Mike van Dulken, head of research at online trading company Accendo Markets in London, said: ‘Equity markets have made a rather negative start to 2016, with China making an early appearance to remind us of global growth woes and foreign exchange wars, keeping the commoditie­s space under pressure, while geopolitic­al tensions in the Middle East are adding to existing volatility in the price of oil.’

A string of reports from China, the United States and Europe showed factory output around the world remained subdued at the end of last year. A closely-watched index of manufactur­ing activity in China, the world’s second largest economy, slipped from 48.6 in November to 48.2 in December.

It was the tenth month in a row that the score has been below the crucial 50 level that separates growth from decline.
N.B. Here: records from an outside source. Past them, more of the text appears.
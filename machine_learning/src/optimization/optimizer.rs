use crate::Result;

/// Defines the strategy for updating model parameters based on calculated gradients.
pub trait Optimizer {
    /// Updates the provided slice of parameters using the gradient.
    ///
    /// # Arguments
    /// * `grad` - A reference to the model's gradient.
    /// * `params` - The parameters to update.
    ///
    /// # Returns
    /// An error if there's a mismatch in the sizes of `grad` and `params`.
    fn update_params(&mut self, grad: &[f32], params: &mut [f32]) -> Result<()>;
}
use std::fmt;

/// The stages of a training run, in the order they happen.
///
/// `Failed` can follow any stage but `Done`, and nothing follows `Done` or `Failed`.
#[derive(Debug, Clone, Copy, PartialEq, Eq)]
pub enum Stage {
    ResolvingAccelerator,
    LoadingData,
    Building,
    Training,
    Evaluating,
    Done,
    Failed,
}

impl fmt::Display for Stage {
    fn fmt(&self, f: &mut fmt::Formatter<'_>) -> fmt::Result {
        let s = match self {
            Stage::ResolvingAccelerator => "resolving accelerator",
            Stage::LoadingData => "loading data",
            Stage::Building => "building model",
            Stage::Training => "training",
            Stage::Evaluating => "evaluating",
            Stage::Done => "done",
            Stage::Failed => "failed",
        };

        f.write_str(s)
    }
}
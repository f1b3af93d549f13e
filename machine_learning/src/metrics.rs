use std::ops::AddAssign;

use ndarray::{ArrayView1, ArrayView2, Axis};

/// The amount of rows whose highest probability sits at the labeled class.
///
/// Ties resolve to the lowest class index.
pub fn correct_predictions(y_pred: ArrayView2<f32>, y: ArrayView1<usize>) -> usize {
    y_pred
        .axis_iter(Axis(0))
        .zip(y.iter())
        .filter(|(row, label)| argmax(row.iter().copied()) == Some(**label))
        .count()
}

fn argmax<I>(values: I) -> Option<usize>
where
    I: Iterator<Item = f32>,
{
    values
        .enumerate()
        .fold(None, |best: Option<(usize, f32)>, (i, v)| match best {
            Some((_, b)) if b >= v => best,
            _ => Some((i, v)),
        })
        .map(|(i, _)| i)
}

/// Loss and accuracy bookkeeping for one or more batches.
///
/// `loss` is the sum of the per-sample losses, so that batches of different sizes weigh in
/// proportion to their samples.
#[derive(Clone, Copy, Debug, Default, PartialEq)]
pub struct BatchMetrics {
    pub loss: f32,
    pub correct: usize,
    pub seen: usize,
}

impl BatchMetrics {
    /// Creates the metrics of a single batch out of its mean loss.
    pub fn new(mean_loss: f32, correct: usize, seen: usize) -> Self {
        Self {
            loss: mean_loss * seen as f32,
            correct,
            seen,
        }
    }

    pub fn mean_loss(&self) -> f32 {
        if self.seen == 0 {
            return 0.;
        }

        self.loss / self.seen as f32
    }

    pub fn accuracy(&self) -> f32 {
        if self.seen == 0 {
            return 0.;
        }

        self.correct as f32 / self.seen as f32
    }
}

impl AddAssign for BatchMetrics {
    fn add_assign(&mut self, rhs: Self) {
        self.loss += rhs.loss;
        self.correct += rhs.correct;
        self.seen += rhs.seen;
    }
}

#[cfg(test)]
mod tests {
    use ndarray::array;

    use super::*;

    #[test]
    fn counts_rows_predicting_their_label() {
        let y_pred = array![[0.1, 0.9], [0.7, 0.3], [0.5, 0.5]];
        let y = array![1, 1, 0];

        assert_eq!(correct_predictions(y_pred.view(), y.view()), 2);
    }

    #[test]
    fn metrics_are_sample_weighted() {
        let mut total = BatchMetrics::new(1.0, 4, 4);
        total += BatchMetrics::new(4.0, 0, 1);

        assert_eq!(total.seen, 5);
        assert!((total.mean_loss() - 8.0 / 5.0).abs() < 1e-6);
        assert!((total.accuracy() - 0.8).abs() < 1e-6);
        assert_eq!(BatchMetrics::default().accuracy(), 0.);
    }
}
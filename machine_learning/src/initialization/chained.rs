use super::ParamGen;

/// A parameter generator that delegates to a chain of generators, moving on to the next one
/// whenever the current one runs out.
///
/// This is how every layer, and every part of a layer, gets its own distribution.
pub struct ChainedParamGen {
    param_gens: Vec<Box<dyn ParamGen>>,
    curr: usize,
}

impl ChainedParamGen {
    /// Creates a new `ChainedParamGen` parameter generator.
    ///
    /// # Arguments
    /// * `param_gens` - The generators to draw from, in order.
    pub fn new(param_gens: Vec<Box<dyn ParamGen>>) -> Self {
        Self {
            param_gens,
            curr: 0,
        }
    }
}

impl ParamGen for ChainedParamGen {
    fn sample(&mut self, n: usize) -> Option<Vec<f32>> {
        let mut sample = Vec::with_capacity(n);

        while sample.len() < n && self.curr < self.param_gens.len() {
            match self.param_gens[self.curr].sample(n - sample.len()) {
                Some(part) if !part.is_empty() => sample.extend(part),
                _ => self.curr += 1,
            }
        }

        (!sample.is_empty() || n == 0).then_some(sample)
    }
}

#[cfg(test)]
mod tests {
    use super::{super::ConstParamGen, *};

    #[test]
    fn empty() {
        let mut param_gen = ChainedParamGen::new(vec![]);
        assert!(param_gen.sample(1).is_none());
    }

    #[test]
    fn spans_generators() {
        let param_gens: Vec<Box<dyn ParamGen>> = vec![
            Box::new(ConstParamGen::new(0., 1)),
            Box::new(ConstParamGen::new(1., 3)),
        ];

        let mut param_gen = ChainedParamGen::new(param_gens);
        assert_eq!(param_gen.sample(2).unwrap(), [0., 1.]);
        assert_eq!(param_gen.sample(5).unwrap(), [1., 1.]);
        assert!(param_gen.sample(1).is_none());
    }
}
pub mod activations;
pub mod builder;
pub mod layers;
pub mod loss;
mod model;
mod sequential;

pub use model::Model;
pub use sequential::Sequential;
use accelerator::{ClusterResolver, DistributedModel, History, ReplicaStrategy, resolve_strategy};
use datasets::{DataErr, DatasetProvider, load_and_preprocess};
use log::info;
use machine_learning::{
    arch::{builder, loss::SparseCategoricalCrossentropy},
    dataset::BatchSource,
    optimization::Adam,
};
use serde::Serialize;

use super::{config::RunConfig, error::TrainErr, observer::Observer, stage::Stage};

/// The compiled image classifier.
pub type Classifier = DistributedModel<SparseCategoricalCrossentropy, Adam>;

/// What a successful run produced.
#[derive(Debug, Clone, Serialize)]
pub struct Report {
    pub replicas: usize,
    pub global_batch_size: usize,
    pub history: History,
    /// The test `(loss, accuracy)`, if evaluation was requested.
    pub evaluation: Option<(f32, f32)>,
}

/// Computes the size of the batches the whole cluster works on in a single step.
///
/// # Returns
/// `per_replica * replicas`, or an error if it overflows or either is zero.
pub fn global_batch_size(per_replica: usize, replicas: usize) -> Result<usize, TrainErr> {
    match per_replica.checked_mul(replicas) {
        Some(size) if size > 0 => Ok(size),
        _ => Err(TrainErr::DataPipeline(DataErr::InvalidBatchSize)),
    }
}

/// Evaluates `model` on every batch of `dataset` within the scope of `strategy`.
///
/// # Returns
/// The sample weighted `(loss, accuracy)`.
pub fn evaluate(
    strategy: &ReplicaStrategy,
    model: &mut Classifier,
    dataset: &dyn BatchSource,
) -> Result<(f32, f32), TrainErr> {
    let scope = strategy.scope();
    Ok(model.evaluate(&scope, dataset)?)
}

/// Drives a whole training run: resolve the accelerator, load the data, build and compile the
/// model inside the strategy's scope, fit it and evaluate it.
pub struct Orchestrator<O: Observer> {
    config: RunConfig,
    observer: O,
    stage: Stage,
}

impl<O: Observer> Orchestrator<O> {
    /// Creates a new `Orchestrator`.
    ///
    /// # Arguments
    /// * `config` - The run's configuration.
    /// * `observer` - Gets told about the run's progress.
    pub fn new(config: RunConfig, observer: O) -> Self {
        Self {
            config,
            observer,
            stage: Stage::ResolvingAccelerator,
        }
    }

    /// Returns the stage the run is in, or ended at.
    pub fn stage(&self) -> Stage {
        self.stage
    }

    pub fn observer(&self) -> &O {
        &self.observer
    }

    /// Runs every stage once, in order, stopping at the first failure.
    ///
    /// # Arguments
    /// * `resolver` - Finds the accelerator cluster.
    /// * `provider` - Fetches the dataset.
    ///
    /// # Returns
    /// The run's report or the error of the stage that failed.
    pub fn run<R, P>(&mut self, resolver: &R, provider: &P) -> Result<Report, TrainErr>
    where
        R: ClusterResolver + ?Sized,
        P: DatasetProvider + ?Sized,
    {
        match self.stages(resolver, provider) {
            Ok(report) => {
                self.stage = Stage::Done;
                self.observer.done(&report);
                Ok(report)
            }
            Err(e) => {
                self.observer.failed(self.stage, &e);
                self.stage = Stage::Failed;
                Err(e)
            }
        }
    }

    fn enter(&mut self, stage: Stage) {
        self.stage = stage;
        self.observer.stage(stage);
    }

    fn stages<R, P>(&mut self, resolver: &R, provider: &P) -> Result<Report, TrainErr>
    where
        R: ClusterResolver + ?Sized,
        P: DatasetProvider + ?Sized,
    {
        self.enter(Stage::ResolvingAccelerator);
        let strategy = resolve_strategy(resolver)?;
        let replicas = strategy.num_replicas_in_sync();

        self.enter(Stage::LoadingData);
        let batch_size = global_batch_size(self.config.batch_size_per_replica.get(), replicas)?;
        info!("Global batch size: {batch_size} (Replicas: {replicas})");
        let shuffle_seed = self.config.seed.unwrap_or_else(rand_seed);
        let data = load_and_preprocess(provider, &self.config.dataset, batch_size, shuffle_seed)?;

        self.enter(Stage::Building);
        let scope = strategy.scope();
        let learning_rate = self.config.learning_rate;
        let model = builder::conv_net(data.info.image_shape, data.info.num_classes)?;
        let mut model: Classifier = scope.compile(
            model,
            SparseCategoricalCrossentropy::new(),
            |size| Adam::with_learning_rate(size, learning_rate),
            self.config.seed,
        )?;
        info!("compiled a model with {} parameters", model.size());

        self.enter(Stage::Training);
        let observer = &mut self.observer;
        let history = model.fit(
            &scope,
            &data.train,
            self.config.epochs.get(),
            Some(&data.test),
            |stats| observer.epoch(stats),
        )?;

        let evaluation = if self.config.evaluate {
            self.enter(Stage::Evaluating);
            Some(evaluate(&strategy, &mut model, &data.test)?)
        } else {
            None
        };

        Ok(Report {
            replicas,
            global_batch_size: batch_size,
            history,
            evaluation,
        })
    }
}

fn rand_seed() -> u64 {
    rand::random()
}
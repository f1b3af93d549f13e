use std::{error::Error, fmt};

use accelerator::{AcceleratorErr, ReplicaErr};
use datasets::DataErr;
use machine_learning::MlErr;

/// Everything that can go wrong building or running the model, without telling them apart.
#[derive(Debug)]
pub enum ModelErr {
    Ml(MlErr),
    Replica(ReplicaErr),
}

impl fmt::Display for ModelErr {
    fn fmt(&self, f: &mut fmt::Formatter<'_>) -> fmt::Result {
        match self {
            ModelErr::Ml(e) => write!(f, "{e}"),
            ModelErr::Replica(e) => write!(f, "{e}"),
        }
    }
}

impl Error for ModelErr {
    fn source(&self) -> Option<&(dyn Error + 'static)> {
        match self {
            ModelErr::Ml(e) => Some(e),
            ModelErr::Replica(e) => Some(e),
        }
    }
}

/// A training run failure, one kind per stage that can fail.
#[derive(Debug)]
pub enum TrainErr {
    AcceleratorInit(AcceleratorErr),
    DataPipeline(DataErr),
    ModelOrTraining(ModelErr),
}

impl fmt::Display for TrainErr {
    fn fmt(&self, f: &mut fmt::Formatter<'_>) -> fmt::Result {
        match self {
            TrainErr::AcceleratorInit(e) => write!(f, "accelerator initialization failed: {e}"),
            TrainErr::DataPipeline(e) => write!(f, "data pipeline failed: {e}"),
            TrainErr::ModelOrTraining(e) => write!(f, "model or training failed: {e}"),
        }
    }
}

impl Error for TrainErr {
    fn source(&self) -> Option<&(dyn Error + 'static)> {
        match self {
            TrainErr::AcceleratorInit(e) => Some(e),
            TrainErr::DataPipeline(e) => Some(e),
            TrainErr::ModelOrTraining(e) => Some(e),
        }
    }
}

impl From<AcceleratorErr> for TrainErr {
    fn from(value: AcceleratorErr) -> Self {
        Self::AcceleratorInit(value)
    }
}

impl From<DataErr> for TrainErr {
    fn from(value: DataErr) -> Self {
        Self::DataPipeline(value)
    }
}

impl From<MlErr> for TrainErr {
    fn from(value: MlErr) -> Self {
        Self::ModelOrTraining(ModelErr::Ml(value))
    }
}

impl From<ReplicaErr> for TrainErr {
    fn from(value: ReplicaErr) -> Self {
        Self::ModelOrTraining(ModelErr::Replica(value))
    }
}
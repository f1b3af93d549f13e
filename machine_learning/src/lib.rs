pub mod arch;
pub mod dataset;
pub mod error;
pub mod initialization;
pub mod metrics;
pub mod optimization;

pub use error::{MlErr, Result};
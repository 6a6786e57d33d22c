//! Filter/query layer over snapshots.
//!
//! # Responsibility
//! - Derive display views (filtered boards, board title matches,
//!   archived cards) from a snapshot without mutating it.

pub mod filter;
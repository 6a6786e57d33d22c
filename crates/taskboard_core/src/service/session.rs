//! Board session: holds the current snapshot for a hosting layer.
//!
//! # Responsibility
//! - Own the "current snapshot" value and the persistence gateway.
//! - Apply one intent at a time and persist the result.
//!
//! # Invariants
//! - Intents run synchronously, one after another; each persisted snapshot
//!   is causally after its predecessor.
//! - Unchanged results are not written again.
//! - A failed write keeps the new in-memory snapshot; the next successful
//!   save supersedes it (last write wins).

use crate::model::snapshot::Snapshot;
use crate::mutation::ValidationError;
use crate::repo::snapshot_repo::{SnapshotStore, StoreError};
use crate::service::persistence_gateway::PersistenceGateway;
use std::error::Error;
use std::fmt::{Display, Formatter};

/// Failure of a session-applied intent.
#[derive(Debug)]
pub enum SessionError {
    /// Intent was malformed; the snapshot is unchanged.
    Validation(ValidationError),
    /// Snapshot changed in memory but could not be persisted.
    Store(StoreError),
}

impl Display for SessionError {
    fn fmt(&self, f: &mut Formatter<'_>) -> std::fmt::Result {
        match self {
            Self::Validation(err) => write!(f, "{err}"),
            Self::Store(err) => write!(f, "{err}"),
        }
    }
}

impl Error for SessionError {
    fn source(&self) -> Option<&(dyn Error + 'static)> {
        match self {
            Self::Validation(err) => Some(err),
            Self::Store(err) => Some(err),
        }
    }
}

impl From<ValidationError> for SessionError {
    fn from(value: ValidationError) -> Self {
        Self::Validation(value)
    }
}

impl From<StoreError> for SessionError {
    fn from(value: StoreError) -> Self {
        Self::Store(value)
    }
}

/// Current snapshot plus the gateway that makes it durable.
pub struct BoardSession<S: SnapshotStore> {
    gateway: PersistenceGateway<S>,
    current: Snapshot,
}

impl<S: SnapshotStore> BoardSession<S> {
    /// Loads the stored snapshot (or the seed) from `store`.
    pub fn open(store: S) -> Self {
        let gateway = PersistenceGateway::new(store);
        let current = gateway.load();
        Self { gateway, current }
    }

    pub fn snapshot(&self) -> &Snapshot {
        &self.current
    }

    pub fn gateway(&self) -> &PersistenceGateway<S> {
        &self.gateway
    }

    /// Re-reads the medium, discarding the in-memory snapshot.
    pub fn reload(&mut self) {
        self.current = self.gateway.load();
    }

    /// Applies an infallible intent returning a new snapshot.
    pub fn apply(
        &mut self,
        intent: impl FnOnce(&Snapshot) -> Snapshot,
    ) -> Result<(), SessionError> {
        self.apply_with(|snapshot| (intent(snapshot), ()))
    }

    /// Applies an intent that also yields a value (e.g. a created id).
    pub fn apply_with<T>(
        &mut self,
        intent: impl FnOnce(&Snapshot) -> (Snapshot, T),
    ) -> Result<T, SessionError> {
        let (next, output) = intent(&self.current);
        self.replace(next)?;
        Ok(output)
    }

    /// Applies an intent that may reject malformed input.
    pub fn try_apply(
        &mut self,
        intent: impl FnOnce(&Snapshot) -> Result<Snapshot, ValidationError>,
    ) -> Result<(), SessionError> {
        let next = intent(&self.current)?;
        self.replace(next)
    }

    fn replace(&mut self, next: Snapshot) -> Result<(), SessionError> {
        if next == self.current {
            return Ok(());
        }
        self.current = next;
        self.gateway.save(&self.current)?;
        Ok(())
    }
}

#[cfg(test)]
mod tests {
    use super::{BoardSession, SessionError};
    use crate::model::catalog::{Label, LabelColor};
    use crate::mutation::board_ops::{create_board, rename_list};
    use crate::mutation::catalog_ops::create_label;
    use crate::repo::snapshot_repo::{MemorySnapshotStore, SnapshotStore};

    #[test]
    fn applied_intents_are_persisted() {
        let mut session = BoardSession::open(MemorySnapshotStore::default());
        let board_id = session
            .apply_with(|snapshot| create_board(snapshot, "Roadmap", None))
            .unwrap();

        let stored = session.gateway().store().read_raw().unwrap().unwrap();
        assert!(stored.contains(&board_id));

        session.reload();
        assert!(session.snapshot().board(&board_id).is_some());
    }

    #[test]
    fn validation_failure_leaves_snapshot_untouched() {
        let mut session = BoardSession::open(MemorySnapshotStore::default());
        let before = session.snapshot().clone();

        let blank = Label::new(" ", LabelColor::default());
        let err = session
            .try_apply(|snapshot| create_label(snapshot, &blank))
            .unwrap_err();
        assert!(matches!(err, SessionError::Validation(_)));
        assert_eq!(session.snapshot(), &before);

        session
            .apply(|snapshot| rename_list(snapshot, "l2", "Doing"))
            .unwrap();
        assert_eq!(session.snapshot().list("l2").unwrap().title, "Doing");
    }
}
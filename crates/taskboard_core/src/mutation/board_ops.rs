//! Board and list intents.

use crate::model::board::{
    Board, BoardId, List, ListId, DEFAULT_BOARD_TITLE, DEFAULT_LIST_TITLE, INITIAL_LIST_TITLE,
};
use crate::model::snapshot::Snapshot;
use crate::mutation::{coerce_title, edit_board, edit_list};
use log::debug;

/// Appends a new board holding one default "To Do" list.
///
/// A blank title becomes "Untitled Board"; a blank background is dropped.
pub fn create_board(
    snapshot: &Snapshot,
    title: &str,
    background: Option<&str>,
) -> (Snapshot, BoardId) {
    let mut board = Board::new(
        coerce_title(title, DEFAULT_BOARD_TITLE),
        normalize_background(background),
    );
    board.lists.push(List::new(INITIAL_LIST_TITLE));
    let board_id = board.id.clone();

    let mut next = snapshot.clone();
    next.boards.push(board);
    (next, board_id)
}

pub fn rename_board(snapshot: &Snapshot, board_id: &str, title: &str) -> Snapshot {
    let title = coerce_title(title, DEFAULT_BOARD_TITLE);
    edit_board(snapshot, "rename_board", board_id, |board| board.title = title).0
}

/// Replaces the board background; `None` or blank clears it.
pub fn set_board_background(
    snapshot: &Snapshot,
    board_id: &str,
    background: Option<&str>,
) -> Snapshot {
    let background = normalize_background(background);
    edit_board(snapshot, "set_board_background", board_id, |board| {
        board.background = background
    })
    .0
}

/// Removes a board together with all of its lists and cards.
pub fn delete_board(snapshot: &Snapshot, board_id: &str) -> Snapshot {
    let Some(board_index) = snapshot.board_index(board_id) else {
        debug!("event=mutation module=mutation op=delete_board status=noop reason=board_missing");
        return snapshot.clone();
    };
    let mut next = snapshot.clone();
    next.boards.remove(board_index);
    next
}

/// Appends a list to the end of a board's list sequence.
///
/// Returns `None` for the id when the board does not resolve.
pub fn create_list(snapshot: &Snapshot, board_id: &str, title: &str) -> (Snapshot, Option<ListId>) {
    let list = List::new(coerce_title(title, DEFAULT_LIST_TITLE));
    edit_board(snapshot, "create_list", board_id, |board| {
        let list_id = list.id.clone();
        board.lists.push(list);
        list_id
    })
}

/// Renames a list. Blank input becomes "Untitled List"; an empty title is
/// only ever a transient state of the editing surface.
pub fn rename_list(snapshot: &Snapshot, list_id: &str, title: &str) -> Snapshot {
    let title = coerce_title(title, DEFAULT_LIST_TITLE);
    edit_list(snapshot, "rename_list", list_id, |list| list.title = title).0
}

/// Removes a list and every card in it.
pub fn delete_list(snapshot: &Snapshot, list_id: &str) -> Snapshot {
    let Some((board_index, list_index)) = snapshot.list_position(list_id) else {
        debug!("event=mutation module=mutation op=delete_list status=noop reason=list_missing");
        return snapshot.clone();
    };
    let mut next = snapshot.clone();
    next.boards[board_index].lists.remove(list_index);
    next
}

fn normalize_background(background: Option<&str>) -> Option<String> {
    background
        .map(str::trim)
        .filter(|value| !value.is_empty())
        .map(str::to_string)
}

#[cfg(test)]
mod tests {
    use super::{create_board, create_list, delete_list, rename_list};
    use crate::model::snapshot::Snapshot;

    #[test]
    fn create_board_coerces_blank_title_and_adds_default_list() {
        let base = Snapshot::default();
        let (next, board_id) = create_board(&base, "   ", Some("  "));

        let board = next.board(&board_id).unwrap();
        assert_eq!(board.title, "Untitled Board");
        assert_eq!(board.background, None);
        assert_eq!(board.lists.len(), 1);
        assert_eq!(board.lists[0].title, "To Do");
        assert!(base.boards.is_empty());
    }

    #[test]
    fn list_operations_on_unknown_ids_are_noops() {
        let (base, _) = create_board(&Snapshot::default(), "Board", None);

        let (next, list_id) = create_list(&base, "missing-board", "Later");
        assert_eq!(list_id, None);
        assert_eq!(next, base);

        assert_eq!(rename_list(&base, "missing-list", "x"), base);
        assert_eq!(delete_list(&base, "missing-list"), base);
    }
}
US factories fared no better, with the index of manufactur­ing activity in the world’s biggest economy also falling from 48.6 to 48.2. In Britain, the index dipped from 52.5 to 51.9, while the eurozone score ticked up from 52.8 to 53.2, as growth in the UK and Europe remained subdued. Obstfeld said ‘synchronis­ed and sustainabl­e global growth remained elusive’ last year.

China is thought to have racked up the slowest pace of economic growth for 25 years in 2015, with the rate of expansion slipping below Beijing’s 7pc target from 7.3pc in 2014. The IMF expects growth to slow again to 6.3pc this year.

Obstfeld said the impact of the slowdown in China has been more painful than expected with com- modity prices tumbling. Metals such as copper, zinc, lead and nickel fell again yesterday and oil reversed early gains. Gold was up as nervous investors looked for somewhere safe to park their cash.

Obstfeld said the world faces ‘an abundance of challenges’ including in emerging markets as interest rates rise in the US.

The Federal Reserve rose rates in the US for the first time in nearly a decade last month and Obstfeld said ‘it will be critical how the Fed managers subsequent increases during 2016’.